Me desperté con un fuerte dolor en mi pecho, hoy en la víspera de navidad me sentía más sola que nunca.
Me levante de la cama y me dirigí al baño, cuando me vi en el espejo me dieron ganas de correr, mi rostro estaba más pálido que de costumbre, tenía unas muy marcadas ojeras y los ojos rojos e hinchados de tanto llorar por el suceso de ayer y parte de lo que hace muchos años sucedió hoy.
Me metí en la ducha por unos 20 minutos tratando de despejar mi mente, cuando salí me dispuse a arreglarme la cara y a vestirme, ya estaba decidida a dejar esta casa y a estas personas.
Me vestí con un jean negro bastante ajustado, una blusa blanca suelta de tirantes un poco gruesos y dejaba ver mis hombros y mi escote, debajo de la blusa un corpiño rojo que se veía gracias a la transparencia de la blusa y unas zapatillas estilo bailarina negras. Mi maquillaje un poco más gótico, los ojos delineados en negro, los labios rojos sangre y el cabello bien liso y suelto por mi espalda.
Sexy…
Estaba a punto de salir de la mansión cuando me encontré con Elizabeth, cuando me vio, los ojos se le iban a salir de la cara, la boca se le abrió de golpe y me miro con furia.
— ¿A dónde crees que vas vestida así? — chillo llena de rabia.
— Voy a salir ¿Qué no ves? Y ¿sabes? Me bloqueas la salida— dije con indiferencia.
— ¿Quién te crees para hablarme así? Señorita yo-soy-mucho — dijo con ironía en la voz (esa fue la gota que derramo el vaso) — no vas a salir…
— ¿Disculpa? — La interrumpí— ¿Quién me creo que soy?
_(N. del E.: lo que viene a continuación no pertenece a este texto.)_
//! Fuzz target for scoreboard edit sequences.
//!
//! Applies arbitrary operations (throws, raw text, renames, resets) to a
//! scoreboard, including out-of-range players and slots.
//!
//! # Safety Properties Tested
//!
//! - No panics on any operation sequence
//! - Invalid handles and slots are reported as errors, never applied
//! - Every stored sequence stays valid after every operation

#![no_main]

use arbitrary::Arbitrary;
use libfuzzer_sys::fuzz_target;
use tenpin_tally::{is_valid, GameConfig, PlayerHandle, ScoreboardBuilder};

#[derive(Debug, Arbitrary)]
enum Operation {
    Throw { player: u8, slot: u8, pins: i32 },
    Raw { player: u8, slot: u8, text: String },
    Rename { player: u8, name: String },
    Reset { frame_count: u8, strike_value: i8 },
    Render,
}

#[derive(Debug, Arbitrary)]
struct EditInput {
    num_players: u8,
    operations: Vec<Operation>,
}

fuzz_target!(|input: EditInput| {
    let Ok(mut board) = ScoreboardBuilder::new()
        .with_num_players(usize::from(input.num_players % 6))
        .build()
    else {
        return;
    };

    for op in input.operations.into_iter().take(256) {
        match op {
            Operation::Throw { player, slot, pins } => {
                let _ = board.record_throw(PlayerHandle::new(player.into()), slot.into(), pins);
            }
            Operation::Raw { player, slot, text } => {
                let _ = board.record_raw(PlayerHandle::new(player.into()), slot.into(), &text);
            }
            Operation::Rename { player, name } => {
                let _ = board.rename(PlayerHandle::new(player.into()), name);
            }
            Operation::Reset {
                frame_count,
                strike_value,
            } => {
                let config = GameConfig {
                    frame_count: usize::from(frame_count % 24),
                    strike_value: strike_value.into(),
                };
                let _ = board.reset(config);
            }
            Operation::Render => {
                let _ = board.score_cards().iter().map(ToString::to_string).count();
            }
        }

        let config = *board.config();
        for (_, record) in board.players().iter() {
            assert!(is_valid(&record.throws, &config));
        }
    }
});
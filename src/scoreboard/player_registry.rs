//! Player registry holding every player's name and throws.
//!
//! This module provides the [`PlayerRegistry`] struct that owns the fixed set
//! of [`PlayerRecord`]s for a game. Records are addressed by [`PlayerHandle`];
//! the set never grows or shrinks during a session.

use serde::{Deserialize, Serialize};

use crate::error::TallyError;
use crate::{GameConfig, PlayerHandle, ThrowSequence};

/// One player's entry on the scoreboard.
#[derive(Debug, Clone, PartialEq, Eq, Serialize, Deserialize)]
pub struct PlayerRecord {
    /// Display name. Defaults to a positional placeholder.
    pub name: String,
    /// The player's throws, as last validated.
    pub throws: ThrowSequence,
}

impl PlayerRecord {
    /// Creates a record with an empty throw sequence shaped for `config`.
    #[must_use]
    pub fn new(name: impl Into<String>, config: &GameConfig) -> Self {
        Self {
            name: name.into(),
            throws: ThrowSequence::new(config),
        }
    }

    /// Placeholder name for the player at `handle` ("Player 1", "Player 2", ...).
    #[must_use]
    pub fn default_name(handle: PlayerHandle) -> String {
        format!("Player {}", handle.as_usize() + 1)
    }
}

/// Registry tracking all players of a scoreboard.
#[derive(Debug, Clone, Default, PartialEq, Eq)]
pub struct PlayerRegistry {
    records: Vec<PlayerRecord>,
}

impl PlayerRegistry {
    /// Creates `num_players` records with placeholder names.
    #[must_use]
    pub fn new(num_players: usize, config: &GameConfig) -> Self {
        let records = (0..num_players)
            .map(|i| PlayerRecord::new(PlayerRecord::default_name(PlayerHandle::new(i)), config))
            .collect();
        Self { records }
    }

    /// Number of players.
    #[must_use]
    pub fn len(&self) -> usize {
        self.records.len()
    }

    /// Returns `true` if the registry holds no players.
    #[must_use]
    pub fn is_empty(&self) -> bool {
        self.records.is_empty()
    }

    /// Returns the record for `handle`.
    ///
    /// # Errors
    ///
    /// Returns [`TallyError::InvalidPlayerHandle`] if no such player exists.
    pub fn get(&self, handle: PlayerHandle) -> Result<&PlayerRecord, TallyError> {
        let max_handle = self.max_handle();
        self.records
            .get(handle.as_usize())
            .ok_or(TallyError::InvalidPlayerHandle { handle, max_handle })
    }

    /// Returns the record for `handle` mutably.
    ///
    /// # Errors
    ///
    /// Returns [`TallyError::InvalidPlayerHandle`] if no such player exists.
    pub fn get_mut(&mut self, handle: PlayerHandle) -> Result<&mut PlayerRecord, TallyError> {
        let max_handle = self.max_handle();
        self.records
            .get_mut(handle.as_usize())
            .ok_or(TallyError::InvalidPlayerHandle { handle, max_handle })
    }

    /// Iterates over all handles in order.
    #[must_use = "iterators are lazy and do nothing unless consumed"]
    pub fn handles(&self) -> impl Iterator<Item = PlayerHandle> + '_ {
        (0..self.records.len()).map(PlayerHandle::new)
    }

    /// Iterates over `(handle, record)` pairs in order.
    #[must_use = "iterators are lazy and do nothing unless consumed"]
    pub fn iter(&self) -> impl Iterator<Item = (PlayerHandle, &PlayerRecord)> + '_ {
        self.records
            .iter()
            .enumerate()
            .map(|(i, record)| (PlayerHandle::new(i), record))
    }

    /// Replaces every player's throws with an empty sequence shaped for
    /// `config`. Names are kept.
    pub fn reset_throws(&mut self, config: &GameConfig) {
        for record in &mut self.records {
            record.throws = ThrowSequence::new(config);
        }
    }

    fn max_handle(&self) -> PlayerHandle {
        PlayerHandle::new(self.records.len().saturating_sub(1))
    }
}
Hahaha— reí amargamente— pues quien más Isabella Swan, ósea, no lo recuerdas, tú no eres nadie para hablarme de esa forma no eres ni mi madre ni mi familia que te quede claro.
— Pues soy quien te cuido todos estos años, quien te educo y quien te dio todo lo que tienes— dijo Elizabeth con suficiencia.
— ¿Y acaso yo te pedí el favor? Tú me educaste porque quisiste y ahora resulta que me lo hechas en cara, pues para tu información no me importa— dije quitándola de mi camino.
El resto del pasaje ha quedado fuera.